The assembly chambers were just about full for Monday’s meeting with residents and business owners opposing Jensen’s letter. Local business owner Will Ware encouraged the assembly to think about sales tax revenue from new business coming to town.
“Now I understand the assembly is going to be considering a drafted letter to tell some cruise lines, Viking Cruise lines, that they’re not welcome at this time until our infrastructure is in place to handle more visitors,” Ware said. “Yet in 2006, Petersburg had double the visitors we had this past 2018 season. Our town didn’t seem too flooded then and our infrastructure didn’t seem to implode. I would encourage our local leaders to not just be concerned about the what-ifs, but to be concerned more so with the reality of our fiscal situation.”
Nancy Berg with Viking Travel, no relation to cruise company, said the fear of Petersburg being overwhelmed by thousands of passengers on a large ship are unfounded. And she said the smaller company likely isn’t coming in 2020.
“As far as we know now Viking (Cruises) is not, we are not on their schedule to come here. So they have presented their schedule. They haven’t talked to us yet, I don’t think. But there are a couple other ships that are coming, the Hurtigruten and the Windstar, that are more like 300-400 passengers. And Cruise Line Agencies (of Alaska) is very sensitive to what kind of tourism we want. They’re not going to send Carnival Cruise Lines in here unless they talk to us first.

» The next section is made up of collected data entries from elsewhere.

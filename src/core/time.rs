//! Clock abstraction for testable time-dependent logic

use chrono::{DateTime, Utc};
use std::sync::{Arc, Mutex};

/// Source of wall-clock time for liveness bookkeeping
pub trait Clock: Send + Sync {
    fn now(&self) -> DateTime<Utc>;
}

/// Production clock using actual system time
#[derive(Debug, Default, Clone)]
pub struct SystemClock;

impl Clock for SystemClock {
    fn now(&self) -> DateTime<Utc> {
        Utc::now()
    }
}

/// Manually driven clock for deterministic tests and replays
#[derive(Debug, Clone)]
pub struct ManualClock {
    current: Arc<Mutex<DateTime<Utc>>>,
}

impl ManualClock {
    pub fn new(start: DateTime<Utc>) -> Self {
        Self {
            current: Arc::new(Mutex::new(start)),
        }
    }

    /// Move the clock forward
    pub fn advance(&self, duration: chrono::Duration) {
        if let Ok(mut current) = self.current.lock() {
            *current += duration;
        }
    }

    pub fn set(&self, instant: DateTime<Utc>) {
        if let Ok(mut current) = self.current.lock() {
            *current = instant;
        }
    }
}

impl Clock for ManualClock {
    fn now(&self) -> DateTime<Utc> {
        match self.current.lock() {
            Ok(current) => *current,
            Err(poisoned) => *poisoned.into_inner(),
        }
    }
}

#[cfg(test)]
mod tests {
    use super::*;
    use chrono::{Duration, TimeZone};

    #[test]
    fn test_system_clock_moves_forward() {
        let clock = SystemClock;
        let first = clock.now();
        std::thread::sleep(std::time::Duration::from_millis(2));
        assert!(clock.now() > first);
    }

    #[test]
    fn test_manual_clock_advance_and_set() {
        let start = Utc.with_ymd_and_hms(2024, 10, 22, 22, 53, 21).unwrap();
        let clock = ManualClock::new(start);
        assert_eq!(clock.now(), start);

        clock.advance(Duration::days(2));
        assert_eq!(clock.now(), start + Duration::days(2));

        clock.set(start);
        assert_eq!(clock.now(), start);
    }

    #[test]
    fn test_manual_clock_clones_share_time() {
        let start = Utc.with_ymd_and_hms(2024, 1, 1, 0, 0, 0).unwrap();
        let clock = ManualClock::new(start);
        let shared = clock.clone();
        clock.advance(Duration::minutes(5));
        assert_eq!(shared.now(), start + Duration::minutes(5));
    }
}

There are obstacles and challenges that we will have to overcome, if they do come, let’s say in 2021, but why not look at it as an opportunity rather than a brick wall.”
Another business owner Carrie Martinsen didn’t want to shut down the opportunity. “At the current stage in my life I would love for my kids to be able to formulate their own business plan and maybe live here someday,” Martinsen said. “And I think this shuts down a lot of opportunities.”

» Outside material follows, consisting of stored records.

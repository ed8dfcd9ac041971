//! Agent options and their validation
//!
//! Options are stored as strings, the way they arrive from a config file or a
//! `--option key=value` flag, and only become typed values in
//! [`AgentOptions::validate`]. Validation reports every problem at once.

use std::str::FromStr;
use std::time::Duration;

use crate::core::validation::{
    parse_bool_option, validate_hostname, validate_http_url, validate_non_negative_int,
    validate_positive_int, ValidationError,
};
use crate::observatory::types::ApiVariant;

pub const DEFAULT_EXPECTED_RECEIVE_PERIOD_IN_DAYS: u64 = 2;
pub const DEFAULT_MAX_POLL_ATTEMPTS: usize = 20;
pub const DEFAULT_POLL_DELAY_SECS: u64 = 30;

/// Option names accepted in the `[agent]` table and by `--option`
pub const OPTION_KEYS: &[&str] = &[
    "site",
    "variant",
    "changes_only",
    "debug",
    "expected_receive_period_in_days",
    "hidden",
    "rescan",
    "max_poll_attempts",
    "poll_delay_secs",
    "api_base_url",
];

/// Unvalidated agent options
#[derive(Debug, Clone, PartialEq, Eq)]
pub struct AgentOptions {
    pub site: Option<String>,
    pub variant: Option<String>,
    pub changes_only: Option<String>,
    pub debug: Option<String>,
    pub expected_receive_period_in_days: Option<String>,
    pub hidden: Option<String>,
    pub rescan: Option<String>,
    pub max_poll_attempts: Option<String>,
    pub poll_delay_secs: Option<String>,
    pub api_base_url: Option<String>,
}

impl Default for AgentOptions {
    /// The options a freshly created agent starts with
    fn default() -> Self {
        Self {
            debug: Some("false".to_string()),
            expected_receive_period_in_days: Some(
                DEFAULT_EXPECTED_RECEIVE_PERIOD_IN_DAYS.to_string(),
            ),
            hidden: Some("false".to_string()),
            rescan: Some("false".to_string()),
            changes_only: Some("true".to_string()),
            ..Self::empty()
        }
    }
}

impl AgentOptions {
    /// Options with nothing set, not even the defaults
    pub fn empty() -> Self {
        Self {
            site: None,
            variant: None,
            changes_only: None,
            debug: None,
            expected_receive_period_in_days: None,
            hidden: None,
            rescan: None,
            max_poll_attempts: None,
            poll_delay_secs: None,
            api_base_url: None,
        }
    }

    /// Default options targeting `site`
    pub fn for_site(site: &str) -> Self {
        Self {
            site: Some(site.to_string()),
            ..Self::default()
        }
    }

    fn slot_mut(&mut self, key: &str) -> Option<&mut Option<String>> {
        match key {
            "site" => Some(&mut self.site),
            "variant" => Some(&mut self.variant),
            "changes_only" => Some(&mut self.changes_only),
            "debug" => Some(&mut self.debug),
            "expected_receive_period_in_days" => Some(&mut self.expected_receive_period_in_days),
            "hidden" => Some(&mut self.hidden),
            "rescan" => Some(&mut self.rescan),
            "max_poll_attempts" => Some(&mut self.max_poll_attempts),
            "poll_delay_secs" => Some(&mut self.poll_delay_secs),
            "api_base_url" => Some(&mut self.api_base_url),
            _ => None,
        }
    }

    /// Set one option by name
    pub fn set(&mut self, key: &str, value: impl Into<String>) -> Result<(), ValidationError> {
        let slot = self.slot_mut(key).ok_or_else(|| {
            ValidationError::new(&format!(
                "Unknown agent option '{}'. Known options: {}",
                key,
                OPTION_KEYS.join(", ")
            ))
        })?;
        *slot = Some(value.into());
        Ok(())
    }

    /// Remove one option, so validation sees it as absent
    pub fn unset(&mut self, key: &str) -> Result<(), ValidationError> {
        let slot = self
            .slot_mut(key)
            .ok_or_else(|| ValidationError::new(&format!("Unknown agent option '{}'", key)))?;
        *slot = None;
        Ok(())
    }

    /// Builder form of [`AgentOptions::set`]
    pub fn with(mut self, key: &str, value: impl Into<String>) -> Result<Self, ValidationError> {
        self.set(key, value)?;
        Ok(self)
    }

    /// Parse a `key=value` assignment as given on the command line
    pub fn apply_assignment(&mut self, assignment: &str) -> Result<(), ValidationError> {
        let (key, value) = assignment.split_once('=').ok_or_else(|| {
            ValidationError::new(&format!(
                "Option '{}' must be written as key=value",
                assignment
            ))
        })?;
        self.set(key.trim(), value.trim())
    }

    /// Overlay options from an `[agent]` TOML table.
    ///
    /// Booleans and integers are accepted as well as strings.
    pub fn apply_toml(&mut self, table: &toml::Table) -> Result<(), ValidationError> {
        let mut problems = Vec::new();

        for (key, value) in table {
            let text = match value {
                toml::Value::String(s) => s.clone(),
                toml::Value::Boolean(b) => b.to_string(),
                toml::Value::Integer(i) => i.to_string(),
                other => {
                    problems.push(format!(
                        "Agent option '{}' must be a string, boolean or integer, found {}",
                        key,
                        other.type_str()
                    ));
                    continue;
                }
            };
            if let Err(e) = self.set(key, text) {
                problems.push(e.message().to_string());
            }
        }

        match ValidationError::from_problems(problems) {
            Some(err) => Err(err),
            None => Ok(()),
        }
    }

    /// Check every option and produce the typed configuration
    pub fn validate(&self) -> Result<AgentConfig, ValidationError> {
        let mut problems = Vec::new();

        let site = match self.site.as_deref() {
            None => {
                problems.push("Please provide 'site', the hostname to scan".to_string());
                String::new()
            }
            Some(raw) => validate_hostname(raw).unwrap_or_else(|e| {
                problems.push(e);
                String::new()
            }),
        };

        let variant = match self.variant.as_deref() {
            None => ApiVariant::default(),
            Some(raw) => ApiVariant::from_str(raw.trim()).unwrap_or_else(|_| {
                problems.push(format!(
                    "if provided, variant must be 'legacy-v1' or 'current-v2' (got '{}')",
                    raw
                ));
                ApiVariant::default()
            }),
        };

        let mut boolean = |name: &str, raw: Option<&String>, default: bool| match raw {
            None => default,
            Some(value) => parse_bool_option(value).unwrap_or_else(|| {
                problems.push(format!("if provided, {} must be true or false", name));
                default
            }),
        };

        let changes_only = boolean("changes_only", self.changes_only.as_ref(), true);
        let debug = boolean("debug", self.debug.as_ref(), false);
        let (hidden, rescan) = if variant.supports_scan_flags() {
            (
                boolean("hidden", self.hidden.as_ref(), false),
                boolean("rescan", self.rescan.as_ref(), false),
            )
        } else {
            (false, false)
        };

        let expected_receive_period_in_days = match self
            .expected_receive_period_in_days
            .as_deref()
            .map(validate_positive_int)
        {
            Some(Ok(days)) => days,
            _ => {
                problems.push(
                    "Please provide 'expected_receive_period_in_days' to indicate how many days \
                     can pass before this Agent is considered to be not working"
                        .to_string(),
                );
                DEFAULT_EXPECTED_RECEIVE_PERIOD_IN_DAYS
            }
        };

        let max_poll_attempts = match self.max_poll_attempts.as_deref() {
            None => DEFAULT_MAX_POLL_ATTEMPTS,
            Some(raw) => validate_positive_int(raw)
                .map(|n| n as usize)
                .unwrap_or_else(|e| {
                    problems.push(format!("max_poll_attempts: {}", e));
                    DEFAULT_MAX_POLL_ATTEMPTS
                }),
        };

        let poll_delay_secs = match self.poll_delay_secs.as_deref() {
            None => DEFAULT_POLL_DELAY_SECS,
            Some(raw) => validate_non_negative_int(raw).unwrap_or_else(|e| {
                problems.push(format!("poll_delay_secs: {}", e));
                DEFAULT_POLL_DELAY_SECS
            }),
        };

        let api_base_url = match self.api_base_url.as_deref() {
            None => variant.default_base_url().to_string(),
            Some(raw) => validate_http_url(raw).unwrap_or_else(|e| {
                problems.push(format!("api_base_url: {}", e));
                String::new()
            }),
        };

        if let Some(err) = ValidationError::from_problems(problems) {
            return Err(err);
        }

        Ok(AgentConfig {
            site,
            variant,
            changes_only,
            debug,
            expected_receive_period_in_days,
            hidden,
            rescan,
            max_poll_attempts,
            poll_delay: Duration::from_secs(poll_delay_secs),
            api_base_url,
        })
    }
}

/// Validated, immutable per-agent configuration
#[derive(Debug, Clone, PartialEq, Eq)]
pub struct AgentConfig {
    pub site: String,
    pub variant: ApiVariant,
    pub changes_only: bool,
    pub debug: bool,
    pub expected_receive_period_in_days: u64,
    /// Only sent to the analyze endpoint
    pub hidden: bool,
    /// Only sent to the analyze endpoint
    pub rescan: bool,
    pub max_poll_attempts: usize,
    pub poll_delay: Duration,
    pub api_base_url: String,
}

#[cfg(test)]
mod tests {
    use super::*;

    fn problems_of(options: &AgentOptions) -> Vec<String> {
        options.validate().unwrap_err().problems().to_vec()
    }

    #[test]
    fn test_defaults_validate_once_site_is_set() {
        let config = AgentOptions::for_site("example.com").validate().unwrap();
        assert_eq!(config.site, "example.com");
        assert_eq!(config.variant, ApiVariant::LegacyV1);
        assert!(config.changes_only);
        assert!(!config.debug);
        assert_eq!(config.expected_receive_period_in_days, 2);
        assert!(!config.hidden);
        assert!(!config.rescan);
        assert_eq!(config.max_poll_attempts, DEFAULT_MAX_POLL_ATTEMPTS);
        assert_eq!(config.poll_delay, Duration::from_secs(30));
        assert_eq!(config.api_base_url, "https://observatory-api.mdn.mozilla.net");
    }

    #[test]
    fn test_missing_site_is_rejected() {
        let problems = problems_of(&AgentOptions::default());
        assert_eq!(problems.len(), 1);
        assert!(problems[0].contains("site"));
    }

    #[test]
    fn test_non_boolean_flags_are_rejected() {
        for key in ["changes_only", "debug"] {
            let options = AgentOptions::for_site("example.com")
                .with(key, "maybe")
                .unwrap();
            let problems = problems_of(&options);
            assert_eq!(
                problems,
                vec![format!("if provided, {} must be true or false", key)]
            );
        }
    }

    #[test]
    fn test_scan_flags_validated_for_current_api_only() {
        let legacy = AgentOptions::for_site("example.com")
            .with("hidden", "sometimes")
            .unwrap()
            .with("rescan", "often")
            .unwrap();
        let config = legacy.validate().unwrap();
        assert!(!config.hidden);

        let current = legacy.with("variant", "current-v2").unwrap();
        let problems = problems_of(&current);
        assert_eq!(problems.len(), 2);
        assert!(problems.iter().any(|p| p.contains("hidden")));
        assert!(problems.iter().any(|p| p.contains("rescan")));
    }

    #[test]
    fn test_scan_flags_parsed_for_current_api() {
        let config = AgentOptions::for_site("example.com")
            .with("variant", "current-v2")
            .unwrap()
            .with("hidden", "true")
            .unwrap()
            .with("rescan", "TRUE")
            .unwrap()
            .validate()
            .unwrap();
        assert!(config.hidden);
        assert!(config.rescan);
        assert_eq!(
            config.api_base_url,
            "https://http-observatory.security.mozilla.org"
        );
    }

    #[test]
    fn test_receive_period_must_be_positive_and_present() {
        for bad in ["0", "-3", "soon", ""] {
            let options = AgentOptions::for_site("example.com")
                .with("expected_receive_period_in_days", bad)
                .unwrap();
            let problems = problems_of(&options);
            assert!(
                problems[0].contains("expected_receive_period_in_days"),
                "value {:?} gave {:?}",
                bad,
                problems
            );
        }

        let mut absent = AgentOptions::for_site("example.com");
        absent.unset("expected_receive_period_in_days").unwrap();
        assert!(absent.validate().is_err());
    }

    #[test]
    fn test_all_problems_reported_together() {
        let options = AgentOptions::empty()
            .with("debug", "loud")
            .unwrap()
            .with("changes_only", "sometimes")
            .unwrap();
        let problems = problems_of(&options);
        assert_eq!(problems.len(), 4, "{:?}", problems);
    }

    #[test]
    fn test_poll_tuning_options() {
        let config = AgentOptions::for_site("example.com")
            .with("max_poll_attempts", "3")
            .unwrap()
            .with("poll_delay_secs", "0")
            .unwrap()
            .with("api_base_url", "http://127.0.0.1:9000/")
            .unwrap()
            .validate()
            .unwrap();
        assert_eq!(config.max_poll_attempts, 3);
        assert_eq!(config.poll_delay, Duration::ZERO);
        assert_eq!(config.api_base_url, "http://127.0.0.1:9000");

        let bad = AgentOptions::for_site("example.com")
            .with("max_poll_attempts", "0")
            .unwrap();
        assert!(problems_of(&bad)[0].starts_with("max_poll_attempts"));
    }

    #[test]
    fn test_unknown_option_rejected() {
        let mut options = AgentOptions::default();
        assert!(options.set("colour", "blue").is_err());
        assert!(options.apply_assignment("no-equals-sign").is_err());
        options.apply_assignment("site = example.org").unwrap();
        assert_eq!(options.site.as_deref(), Some("example.org"));
    }

    #[test]
    fn test_apply_toml_accepts_native_types() {
        let table: toml::Table = toml::from_str(
            r#"
            site = "example.com"
            changes_only = false
            expected_receive_period_in_days = 5
            debug = "true"
            "#,
        )
        .unwrap();

        let mut options = AgentOptions::default();
        options.apply_toml(&table).unwrap();
        let config = options.validate().unwrap();
        assert!(!config.changes_only);
        assert!(config.debug);
        assert_eq!(config.expected_receive_period_in_days, 5);
    }

    #[test]
    fn test_apply_toml_rejects_unknown_and_nested_values() {
        let table: toml::Table = toml::from_str(
            r#"
            sites = "example.com"
            hidden = [true]
            "#,
        )
        .unwrap();

        let mut options = AgentOptions::default();
        let err = options.apply_toml(&table).unwrap_err();
        assert_eq!(err.problems().len(), 2);
    }
}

Also Chamber of Commerce director Mara Lutomski read five letters from chamber members opposing Jensen’s letter. In total there were more than a dozen letters and emails in opposition, most saying Petersburg needed the economic boost from an increase in tourism.
One person supported the letter, former assembly member John Havrilek. “I haven’t heard any statistics, financial, saying if we lighter, have these big cruise ships out front, how much do they spend when they come to town, how much of the taxes are we getting, will those taxes support the infrastructure that we need to keep these people in here,” Havrilek wondered.
The borough also received one letter from a resident in support of Jensen’s letter to Viking. But the assembly came down against it on a 6-1 vote. Jensen was the only vote in support.